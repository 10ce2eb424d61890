use crate::domain::errors::GeometryError;
use std::f32::consts::{FRAC_PI_2, PI};

/// Heading in radians that turns an entity at `(x2, y2)` toward the pointer at `(x1, y1)`.
///
/// Raw angles strictly inside `(0, π)` are snapped to `0` below `π/2` and to `π` otherwise
/// before the quarter-turn offset is applied, so that half-plane only ever yields `π/2` or
/// `3π/2`. The other half-plane maps continuously onto `[-π/2, π/2]`.
pub fn aim_heading(x1: f32, y1: f32, x2: f32, y2: f32) -> Result<f32, GeometryError> {
    if ![x1, y1, x2, y2].iter().all(|v| v.is_finite()) {
        return Err(GeometryError::InvalidArgument);
    }

    let mut raw = (y1 - y2).atan2(x1 - x2);
    if raw > 0.0 {
        raw = if raw < FRAC_PI_2 { 0.0 } else { PI };
    }

    Ok(raw + FRAC_PI_2)
}

#[cfg(test)]
mod tests {
    use super::*;

    const EPS: f32 = 1e-5;

    fn close(a: f32, b: f32) -> bool {
        (a - b).abs() < EPS
    }

    #[test]
    fn when_pointer_is_level_to_the_right_then_heading_is_quarter_turn() {
        let heading = aim_heading(100.0, 50.0, 10.0, 50.0).expect("finite input");
        assert!(close(heading, FRAC_PI_2));
    }

    #[test]
    fn when_pointer_is_below_right_then_heading_snaps_to_quarter_turn() {
        let heading = aim_heading(100.0, 90.0, 10.0, 50.0).expect("finite input");
        assert!(close(heading, FRAC_PI_2));
    }

    #[test]
    fn when_pointer_is_below_left_then_heading_snaps_to_three_quarter_turn() {
        let heading = aim_heading(0.0, 90.0, 10.0, 50.0).expect("finite input");
        assert!(close(heading, 3.0 * FRAC_PI_2));
    }

    #[test]
    fn when_pointer_is_straight_below_then_heading_is_three_quarter_turn() {
        let heading = aim_heading(10.0, 90.0, 10.0, 50.0).expect("finite input");
        assert!(close(heading, 3.0 * FRAC_PI_2));
    }

    #[test]
    fn when_pointer_is_straight_above_then_heading_is_zero() {
        let heading = aim_heading(10.0, 0.0, 10.0, 50.0).expect("finite input");
        assert!(close(heading, 0.0));
    }

    #[test]
    fn when_pointer_is_above_left_then_heading_is_continuous_and_negative() {
        let heading = aim_heading(0.0, 40.0, 10.0, 50.0).expect("finite input");
        // atan2(-10, -10) = -3π/4, shifted by π/2.
        assert!(close(heading, -PI / 4.0));
    }

    #[test]
    fn when_sweeping_the_plane_then_headings_fall_in_the_quantized_partition() {
        for dx in -20..=20 {
            for dy in -20..=20 {
                let heading =
                    aim_heading(dx as f32 * 7.5, dy as f32 * 7.5, 0.0, 0.0).expect("finite input");
                let snapped = close(heading, FRAC_PI_2) || close(heading, 3.0 * FRAC_PI_2);
                let lower = (-FRAC_PI_2 - EPS..=FRAC_PI_2 + EPS).contains(&heading);
                assert!(snapped || lower, "dx={dx} dy={dy} heading={heading}");
            }
        }
    }

    #[test]
    fn when_any_coordinate_is_not_finite_then_invalid_argument() {
        assert_eq!(
            aim_heading(f32::NAN, 0.0, 0.0, 0.0),
            Err(GeometryError::InvalidArgument)
        );
        assert_eq!(
            aim_heading(0.0, f32::INFINITY, 0.0, 0.0),
            Err(GeometryError::InvalidArgument)
        );
        assert_eq!(
            aim_heading(0.0, 0.0, f32::NEG_INFINITY, 0.0),
            Err(GeometryError::InvalidArgument)
        );
        assert_eq!(
            aim_heading(0.0, 0.0, 0.0, f32::NAN),
            Err(GeometryError::InvalidArgument)
        );
    }
}
// Use-case level inputs/outputs exchanged with the transport collaborator.

use crate::domain::{DebugField, UpgradeKind};
use serde_json::Value;

/// A named server event with positional payload values, in arrival order.
#[derive(Debug, Clone, PartialEq)]
pub struct InboundEvent {
    pub name: String,
    pub args: Vec<Value>,
}

impl InboundEvent {
    pub fn new(name: impl Into<String>, args: Vec<Value>) -> Self {
        Self {
            name: name.into(),
            args,
        }
    }
}

#[derive(Debug, Clone, Copy, PartialEq)]
pub struct ShotInfo {
    pub x: f32,
    pub y: f32,
    pub mouse_x: f32,
    pub mouse_y: f32,
    pub rotation: f32,
}

#[derive(Debug, Clone, PartialEq)]
pub enum OutboundEvent {
    RequestInitialize,
    RotationChange { radians: f32 },
    MissileShot(ShotInfo),
    EnterDebug,
    AttemptUpgrade(UpgradeKind),
    // `delta` is absent for fields whose adjustment carries no payload.
    DebugAdjust { field: DebugField, delta: Option<i32> },
}

impl OutboundEvent {
    pub fn name(&self) -> &'static str {
        match self {
            OutboundEvent::RequestInitialize => "requestInitialize",
            OutboundEvent::RotationChange { .. } => "rotationChange",
            OutboundEvent::MissileShot(_) => "missileShot",
            OutboundEvent::EnterDebug => "enterDebug",
            OutboundEvent::AttemptUpgrade(_) => "attemptUpgrade",
            OutboundEvent::DebugAdjust { field, .. } => field.event_name(),
        }
    }
}

// Port for fire-and-forget sends to the server. Implementations must never block.
pub trait TransportPort: Send {
    fn emit(&mut self, event: OutboundEvent);
}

**To do:**
Each entry above, in full, should be output exactly as it reads.

**Solved problem:**
repository 10ce2eb424d61890
use crate::domain::errors::GeometryError;
use std::f32::consts::{FRAC_PI_2, PI};

/// Heading in radians that turns an entity at `(x2, y2)` toward the pointer at `(x1, y1)`.
///
/// Raw angles strictly inside `(0, π)` are snapped to `0` below `π/2` and to `π` otherwise
/// before the quarter-turn offset is applied, so that half-plane only ever yields `π/2` or
/// `3π/2`. The other half-plane maps continuously onto `[-π/2, π/2]`.
pub fn aim_heading(x1: f32, y1: f32, x2: f32, y2: f32) -> Result<f32, GeometryError> {
    if ![x1, y1, x2, y2].iter().all(|v| v.is_finite()) {
        return Err(GeometryError::InvalidArgument);
    }

    let mut raw = (y1 - y2).atan2(x1 - x2);
    if raw > 0.0 {
        raw = if raw < FRAC_PI_2 { 0.0 } else { PI };
    }

    Ok(raw + FRAC_PI_2)
}

#[cfg(test)]
mod tests {
    use super::*;

    const EPS: f32 = 1e-5;

    fn close(a: f32, b: f32) -> bool {
        (a - b).abs() < EPS
    }

    #[test]
    fn when_pointer_is_level_to_the_right_then_heading_is_quarter_turn() {
        let heading = aim_heading(100.0, 50.0, 10.0, 50.0).expect("finite input");
        assert!(close(heading, FRAC_PI_2));
    }

    #[test]
    fn when_pointer_is_below_right_then_heading_snaps_to_quarter_turn() {
        let heading = aim_heading(100.0, 90.0, 10.0, 50.0).expect("finite input");
        assert!(close(heading, FRAC_PI_2));
    }

    #[test]
    fn when_pointer_is_below_left_then_heading_snaps_to_three_quarter_turn() {
        let heading = aim_heading(0.0, 90.0, 10.0, 50.0).expect("finite input");
        assert!(close(heading, 3.0 * FRAC_PI_2));
    }

    #[test]
    fn when_pointer_is_straight_below_then_heading_is_three_quarter_turn() {
        let heading = aim_heading(10.0, 90.0, 10.0, 50.0).expect("finite input");
        assert!(close(heading, 3.0 * FRAC_PI_2));
    }

    #[test]
    fn when_pointer_is_straight_above_then_heading_is_zero() {
        let heading = aim_heading(10.0, 0.0, 10.0, 50.0).expect("finite input");
        assert!(close(heading, 0.0));
    }

    #[test]
    fn when_pointer_is_above_left_then_heading_is_continuous_and_negative() {
        let heading = aim_heading(0.0, 40.0, 10.0, 50.0).expect("finite input");
        // atan2(-10, -10) = -3π/4, shifted by π/2.
        assert!(close(heading, -PI / 4.0));
    }

    #[test]
    fn when_sweeping_the_plane_then_headings_fall_in_the_quantized_partition() {
        for dx in -20..=20 {
            for dy in -20..=20 {
                let heading =
                    aim_heading(dx as f32 * 7.5, dy as f32 * 7.5, 0.0, 0.0).expect("finite input");
                let snapped = close(heading, FRAC_PI_2) || close(heading, 3.0 * FRAC_PI_2);
                let lower = (-FRAC_PI_2 - EPS..=FRAC_PI_2 + EPS).contains(&heading);
                assert!(snapped || lower, "dx={dx} dy={dy} heading={heading}");
            }
        }
    }

    #[test]
    fn when_any_coordinate_is_not_finite_then_invalid_argument() {
        assert_eq!(
            aim_heading(f32::NAN, 0.0, 0.0, 0.0),
            Err(GeometryError::InvalidArgument)
        );
        assert_eq!(
            aim_heading(0.0, f32::INFINITY, 0.0, 0.0),
            Err(GeometryError::InvalidArgument)
        );
        assert_eq!(
            aim_heading(0.0, 0.0, f32::NEG_INFINITY, 0.0),
            Err(GeometryError::InvalidArgument)
        );
        assert_eq!(
            aim_heading(0.0, 0.0, 0.0, f32::NAN),
            Err(GeometryError::InvalidArgument)
        );
    }
}
// Use-case level inputs/outputs exchanged with the transport collaborator.

use crate::domain::{DebugField, UpgradeKind};
use serde_json::Value;

/// A named server event with positional payload values, in arrival order.
#[derive(Debug, Clone, PartialEq)]
pub struct InboundEvent {
    pub name: String,
    pub args: Vec<Value>,
}

impl InboundEvent {
    pub fn new(name: impl Into<String>, args: Vec<Value>) -> Self {
        Self {
            name: name.into(),
            args,
        }
    }
}

#[derive(Debug, Clone, Copy, PartialEq)]
pub struct ShotInfo {
    pub x: f32,
    pub y: f32,
    pub mouse_x: f32,
    pub mouse_y: f32,
    pub rotation: f32,
}

#[derive(Debug, Clone, PartialEq)]
pub enum OutboundEvent {
    RequestInitialize,
    RotationChange { radians: f32 },
    MissileShot(ShotInfo),
    EnterDebug,
    AttemptUpgrade(UpgradeKind),
    // `delta` is absent for fields whose adjustment carries no payload.
    DebugAdjust { field: DebugField, delta: Option<i32> },
}

impl OutboundEvent {
    pub fn name(&self) -> &'static str {
        match self {
            OutboundEvent::RequestInitialize => "requestInitialize",
            OutboundEvent::RotationChange { .. } => "rotationChange",
            OutboundEvent::MissileShot(_) => "missileShot",
            OutboundEvent::EnterDebug => "enterDebug",
            OutboundEvent::AttemptUpgrade(_) => "attemptUpgrade",
            OutboundEvent::DebugAdjust { field, .. } => field.event_name(),
        }
    }
}

// Port for fire-and-forget sends to the server. Implementations must never block.
pub trait TransportPort: Send {
    fn emit(&mut self, event: OutboundEvent);
}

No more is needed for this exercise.